• TASK TO COMPLETE:
Going from the top of the data below, give again each line through the one containing "signed-in user holds.", both ends kept.

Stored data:
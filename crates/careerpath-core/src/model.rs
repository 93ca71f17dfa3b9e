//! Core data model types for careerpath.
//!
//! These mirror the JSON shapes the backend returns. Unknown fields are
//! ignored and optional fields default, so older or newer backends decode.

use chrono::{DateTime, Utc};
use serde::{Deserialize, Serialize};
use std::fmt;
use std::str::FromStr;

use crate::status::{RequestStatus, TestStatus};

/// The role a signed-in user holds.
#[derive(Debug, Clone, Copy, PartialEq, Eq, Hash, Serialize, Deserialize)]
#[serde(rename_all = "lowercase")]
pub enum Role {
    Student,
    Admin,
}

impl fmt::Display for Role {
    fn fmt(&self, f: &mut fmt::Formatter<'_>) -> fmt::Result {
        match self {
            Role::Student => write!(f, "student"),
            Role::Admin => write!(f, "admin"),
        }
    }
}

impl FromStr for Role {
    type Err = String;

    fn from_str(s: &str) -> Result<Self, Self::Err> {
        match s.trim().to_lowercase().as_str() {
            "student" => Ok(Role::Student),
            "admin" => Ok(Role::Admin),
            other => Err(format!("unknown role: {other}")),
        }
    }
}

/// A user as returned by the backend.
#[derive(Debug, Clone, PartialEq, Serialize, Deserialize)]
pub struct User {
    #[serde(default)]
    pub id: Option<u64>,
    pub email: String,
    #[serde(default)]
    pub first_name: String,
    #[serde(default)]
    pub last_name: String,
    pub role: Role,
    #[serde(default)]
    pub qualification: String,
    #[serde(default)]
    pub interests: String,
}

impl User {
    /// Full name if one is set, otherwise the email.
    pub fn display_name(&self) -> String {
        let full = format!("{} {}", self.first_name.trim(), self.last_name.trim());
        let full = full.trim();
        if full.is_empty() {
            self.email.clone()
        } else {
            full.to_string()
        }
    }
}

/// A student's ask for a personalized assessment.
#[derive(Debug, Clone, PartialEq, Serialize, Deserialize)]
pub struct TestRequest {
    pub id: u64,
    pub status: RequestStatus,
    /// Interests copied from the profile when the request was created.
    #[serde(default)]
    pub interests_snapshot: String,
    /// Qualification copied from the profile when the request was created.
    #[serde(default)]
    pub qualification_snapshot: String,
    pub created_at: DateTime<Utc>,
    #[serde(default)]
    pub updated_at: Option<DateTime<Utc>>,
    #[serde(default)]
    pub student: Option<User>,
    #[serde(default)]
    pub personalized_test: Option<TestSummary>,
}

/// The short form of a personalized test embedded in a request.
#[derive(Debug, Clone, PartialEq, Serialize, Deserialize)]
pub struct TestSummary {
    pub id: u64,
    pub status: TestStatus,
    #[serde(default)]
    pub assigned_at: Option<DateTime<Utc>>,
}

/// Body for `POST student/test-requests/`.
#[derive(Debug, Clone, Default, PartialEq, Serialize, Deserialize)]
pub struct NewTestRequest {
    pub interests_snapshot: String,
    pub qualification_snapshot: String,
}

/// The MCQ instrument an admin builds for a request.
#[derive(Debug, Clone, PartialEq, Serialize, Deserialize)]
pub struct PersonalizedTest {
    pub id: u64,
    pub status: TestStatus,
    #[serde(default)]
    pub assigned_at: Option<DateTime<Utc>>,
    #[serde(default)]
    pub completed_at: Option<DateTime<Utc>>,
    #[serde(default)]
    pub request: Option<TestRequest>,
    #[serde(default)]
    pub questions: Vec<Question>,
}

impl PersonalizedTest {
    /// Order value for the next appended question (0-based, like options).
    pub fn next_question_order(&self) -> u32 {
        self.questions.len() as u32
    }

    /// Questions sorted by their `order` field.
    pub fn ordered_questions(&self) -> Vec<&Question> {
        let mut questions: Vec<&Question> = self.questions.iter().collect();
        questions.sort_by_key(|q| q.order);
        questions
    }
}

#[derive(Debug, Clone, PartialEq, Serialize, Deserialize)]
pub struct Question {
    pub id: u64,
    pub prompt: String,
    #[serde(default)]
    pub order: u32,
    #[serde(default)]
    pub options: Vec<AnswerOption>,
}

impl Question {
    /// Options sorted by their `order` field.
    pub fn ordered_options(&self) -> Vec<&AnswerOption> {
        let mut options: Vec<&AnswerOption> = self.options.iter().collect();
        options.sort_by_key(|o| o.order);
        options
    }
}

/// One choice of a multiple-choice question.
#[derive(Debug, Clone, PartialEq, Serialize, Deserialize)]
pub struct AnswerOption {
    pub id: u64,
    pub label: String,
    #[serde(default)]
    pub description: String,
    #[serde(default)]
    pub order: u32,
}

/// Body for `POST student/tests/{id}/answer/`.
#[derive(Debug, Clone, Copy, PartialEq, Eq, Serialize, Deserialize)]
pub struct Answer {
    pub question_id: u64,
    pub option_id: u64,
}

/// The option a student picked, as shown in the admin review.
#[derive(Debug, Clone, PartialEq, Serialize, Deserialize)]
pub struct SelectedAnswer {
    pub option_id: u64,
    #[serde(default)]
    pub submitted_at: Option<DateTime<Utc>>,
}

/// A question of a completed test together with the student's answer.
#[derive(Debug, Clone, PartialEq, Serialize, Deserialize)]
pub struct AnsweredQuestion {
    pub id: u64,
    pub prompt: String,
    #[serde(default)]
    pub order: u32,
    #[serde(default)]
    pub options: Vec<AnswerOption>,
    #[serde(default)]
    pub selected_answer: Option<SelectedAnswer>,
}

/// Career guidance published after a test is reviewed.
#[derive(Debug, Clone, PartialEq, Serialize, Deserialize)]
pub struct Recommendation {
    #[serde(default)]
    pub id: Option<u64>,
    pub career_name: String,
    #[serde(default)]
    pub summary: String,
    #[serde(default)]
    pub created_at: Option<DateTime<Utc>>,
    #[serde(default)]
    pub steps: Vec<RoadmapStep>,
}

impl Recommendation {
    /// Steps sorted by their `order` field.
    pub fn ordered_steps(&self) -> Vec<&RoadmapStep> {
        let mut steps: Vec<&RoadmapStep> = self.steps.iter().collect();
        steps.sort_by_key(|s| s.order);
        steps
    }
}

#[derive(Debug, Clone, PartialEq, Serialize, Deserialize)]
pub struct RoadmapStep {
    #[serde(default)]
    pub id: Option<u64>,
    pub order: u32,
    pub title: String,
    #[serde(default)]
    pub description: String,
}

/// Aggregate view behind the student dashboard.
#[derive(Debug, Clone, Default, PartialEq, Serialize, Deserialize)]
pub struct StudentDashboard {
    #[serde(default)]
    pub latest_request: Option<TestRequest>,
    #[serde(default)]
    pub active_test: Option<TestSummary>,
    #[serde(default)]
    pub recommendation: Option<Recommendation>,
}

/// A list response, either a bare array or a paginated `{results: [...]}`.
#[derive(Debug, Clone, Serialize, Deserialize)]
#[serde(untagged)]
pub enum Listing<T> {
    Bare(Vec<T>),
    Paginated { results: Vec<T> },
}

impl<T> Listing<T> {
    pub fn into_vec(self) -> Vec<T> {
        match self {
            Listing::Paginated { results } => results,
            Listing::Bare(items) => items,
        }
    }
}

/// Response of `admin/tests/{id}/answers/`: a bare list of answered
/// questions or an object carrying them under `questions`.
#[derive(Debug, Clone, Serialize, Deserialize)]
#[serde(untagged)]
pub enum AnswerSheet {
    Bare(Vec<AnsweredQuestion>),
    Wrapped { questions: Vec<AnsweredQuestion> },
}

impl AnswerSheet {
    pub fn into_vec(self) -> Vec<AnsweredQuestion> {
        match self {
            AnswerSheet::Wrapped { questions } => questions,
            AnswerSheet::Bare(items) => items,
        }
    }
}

• SOLUTION:
filename crates/careerpath-core/src/model.rs
repository 93ca71f17dfa3b9e
//! Core data model types for careerpath.
//!
//! These mirror the JSON shapes the backend returns. Unknown fields are
//! ignored and optional fields default, so older or newer backends decode.

use chrono::{DateTime, Utc};
use serde::{Deserialize, Serialize};
use std::fmt;
use std::str::FromStr;

use crate::status::{RequestStatus, TestStatus};

/// The role a signed-in user holds.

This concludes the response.